PHSC 12600 must be taken as the prerequisite before PHSC 12610 or PHSC 12620. Either PHSC 12700 or PHSC 12710 can be taken as the prerequisite before PHSC 12720. Three-quarter sequences may be created by adding any third of the six courses, subject to prerequisite restrictions. The approved sequences among these courses are:

PHSC 12600-PHSC 12610

PHSC 12600-PHSC 12620

PHSC 12600-PHSC 12700

PHSC 12600-PHSC 12710

PHSC 12700-PHSC 12710

PHSC 12700-PHSC 12720

PHSC 12700-PHSC 12610

PHSC 12710-PHSC 12720

Every Spring Quarter a three-course Astronomy program is offered in Paris, composed from the PHSC courses numbered in the 12600s and 12700s that are offered on campus. The Astronomy program in Paris satisfies the general education requirement in the physical sciences.
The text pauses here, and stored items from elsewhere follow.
use std::path::PathBuf;

use anyhow::{anyhow, bail, Context as _, Result};
use volsynth_engine::{Axis, Dims, RenderOptions, Window};

/// Which planes along the chosen axis get written.
#[derive(Debug, Clone, Copy, PartialEq, Eq)]
pub enum SliceSelection {
    Middle,
    Index(i64),
    All,
}

impl SliceSelection {
    pub fn indices(self, extent: usize) -> Vec<i64> {
        match self {
            SliceSelection::Middle => vec![(extent / 2) as i64],
            SliceSelection::Index(i) => vec![i],
            SliceSelection::All => (0..extent as i64).collect(),
        }
    }
}

#[derive(Debug, Clone, PartialEq)]
pub struct ViewerOptions {
    pub case_id: String,
    pub dims: Dims,
    pub axis: Axis,
    pub slices: SliceSelection,
    pub window: Option<Window>,
    pub overlay: bool,
    pub brightness: f32,
    pub contrast: f32,
    pub threads: Option<usize>,
    pub cases_file: Option<PathBuf>,
    pub out_dir: PathBuf,
    pub list: bool,
}

impl Default for ViewerOptions {
    fn default() -> Self {
        Self {
            case_id: "lung-nsclc-kras-g12c".to_string(),
            dims: Dims::new(256, 256, 100),
            axis: Axis::Axial,
            slices: SliceSelection::Middle,
            window: None,
            overlay: false,
            brightness: 100.0,
            contrast: 0.0,
            threads: None,
            cases_file: None,
            out_dir: PathBuf::from("out"),
            list: false,
        }
    }
}

fn parse_dims(value: &str) -> Result<Dims> {
    let parts: Vec<&str> = value.split(['x', 'X']).collect();
    if parts.len() != 3 {
        bail!("expected WxHxD, got '{}'", value);
    }
    let mut extents = [0usize; 3];
    for (extent, part) in extents.iter_mut().zip(&parts) {
        *extent = part.trim().parse().with_context(|| format!("invalid extent '{}' in --size", part))?;
    }
    Ok(Dims::new(extents[0], extents[1], extents[2]))
}

fn parse_window(value: &str) -> Result<Window> {
    if let Some(window) = Window::preset(value) {
        return Ok(window);
    }
    let (center, width) = value
        .split_once(',')
        .ok_or_else(|| anyhow!("unknown window '{}' (expected a preset or CENTER,WIDTH)", value))?;
    let center: f32 = center.trim().parse().context("invalid window center")?;
    let width: f32 = width.trim().parse().context("invalid window width")?;
    Ok(Window::new(center, width))
}

impl ViewerOptions {
    /// Parses `--flag=value` style arguments, program name excluded.
    pub fn parse<I>(args: I) -> Result<Self>
    where
        I: IntoIterator,
        I::Item: AsRef<str>,
    {
        let mut options = Self::default();
        for arg in args {
            let arg = arg.as_ref();
            if let Some(value) = arg.strip_prefix("--case=") {
                options.case_id = value.to_string();
            } else if let Some(value) = arg.strip_prefix("--size=") {
                options.dims = parse_dims(value)?;
            } else if let Some(value) = arg.strip_prefix("--axis=") {
                options.axis = Axis::parse_lenient(value);
            } else if let Some(value) = arg.strip_prefix("--slice=") {
                let index: i64 = value.parse().context("invalid value for --slice (expected an integer)")?;
                options.slices = SliceSelection::Index(index);
            } else if arg == "--all" {
                options.slices = SliceSelection::All;
            } else if let Some(value) = arg.strip_prefix("--window=") {
                options.window = Some(parse_window(value)?);
            } else if arg == "--overlay" {
                options.overlay = true;
            } else if let Some(value) = arg.strip_prefix("--brightness=") {
                options.brightness = value.parse().context("invalid value for --brightness (expected percent)")?;
            } else if let Some(value) = arg.strip_prefix("--contrast=") {
                options.contrast = value.parse().context("invalid value for --contrast")?;
            } else if let Some(value) = arg.strip_prefix("--threads=") {
                options.threads = Some(value.parse().context("invalid value for --threads")?);
            } else if let Some(value) = arg.strip_prefix("--cases=") {
                options.cases_file = Some(PathBuf::from(value));
            } else if let Some(value) = arg.strip_prefix("--out=") {
                options.out_dir = PathBuf::from(value);
            } else if arg == "--list" {
                options.list = true;
            } else {
                bail!("unrecognized argument '{}'", arg);
            }
        }
        Ok(options)
    }

    pub fn render_options(&self) -> RenderOptions {
        RenderOptions {
            window: self.window,
            show_overlay: self.overlay,
            brightness: self.brightness,
            contrast: self.contrast,
        }
    }
}

#[cfg(test)]
mod tests {
    use super::*;

    #[test]
    fn no_arguments_gives_defaults() {
        let options = ViewerOptions::parse(Vec::<String>::new()).unwrap();
        assert_eq!(options, ViewerOptions::default());
        assert_eq!(options.render_options(), RenderOptions::default());
    }

    #[test]
    fn parses_every_flag() {
        let options = ViewerOptions::parse([
            "--case=prostate-mcrpc",
            "--size=128x96x40",
            "--axis=coronal",
            "--slice=-3",
            "--window=300,1200",
            "--overlay",
            "--brightness=120",
            "--contrast=-40",
            "--threads=4",
            "--cases=extra.ron",
            "--out=/tmp/slices",
            "--list",
        ])
        .unwrap();
        assert_eq!(options.case_id, "prostate-mcrpc");
        assert_eq!(options.dims, Dims::new(128, 96, 40));
        assert_eq!(options.axis, Axis::Coronal);
        assert_eq!(options.slices, SliceSelection::Index(-3));
        assert_eq!(options.window, Some(Window::new(300.0, 1200.0)));
        assert!(options.overlay && options.list);
        assert_eq!((options.brightness, options.contrast), (120.0, -40.0));
        assert_eq!(options.threads, Some(4));
        assert_eq!(options.cases_file, Some(PathBuf::from("extra.ron")));
        assert_eq!(options.out_dir, PathBuf::from("/tmp/slices"));
    }

    #[test]
    fn window_presets_and_lenient_axis() {
        let options = ViewerOptions::parse(["--window=lung", "--axis=oblique", "--all"]).unwrap();
        assert_eq!(options.window, Some(Window::LUNG));
        assert_eq!(options.axis, Axis::Axial);
        assert_eq!(options.slices.indices(4), vec![0, 1, 2, 3]);
        assert_eq!(SliceSelection::Middle.indices(9), vec![4]);
    }

    #[test]
    fn rejects_bad_input() {
        assert!(ViewerOptions::parse(["--size=12x12"]).is_err());
        assert!(ViewerOptions::parse(["--size=axbxc"]).is_err());
        assert!(ViewerOptions::parse(["--window=sideways"]).is_err());
        assert!(ViewerOptions::parse(["--slice=middle"]).is_err());
        assert!(ViewerOptions::parse(["--verbose"]).is_err());
    }
}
PHSC 11900 and PHSC 12000 were offered for the last time in academic year 2014–15. PHSC 11902 was offered for the last time in summer 2015. Students who have taken PHSC 11900 or PHSC 11902 may complete their general education requirement by taking PHSC 12600, PHSC 12620*, PHSC 12710, or PHSC 12720. Students who have taken PHSC 12000 may complete their general education requirement by taking PHSC 12600, PHSC 12610, PHSC 12700, or PHSC 12720**. For students who do not have a preference for a particular course, suggested pairings are PHSC 11900 with PHSC 12600 and PHSC 12000 with PHSC 12600 or 12700. Please note: PHSC 11900 may not be combined with PHSC 12610 or PHSC 12700, and PHSC 12000 may not be combined with PHSC 12620 or PHSC 12710.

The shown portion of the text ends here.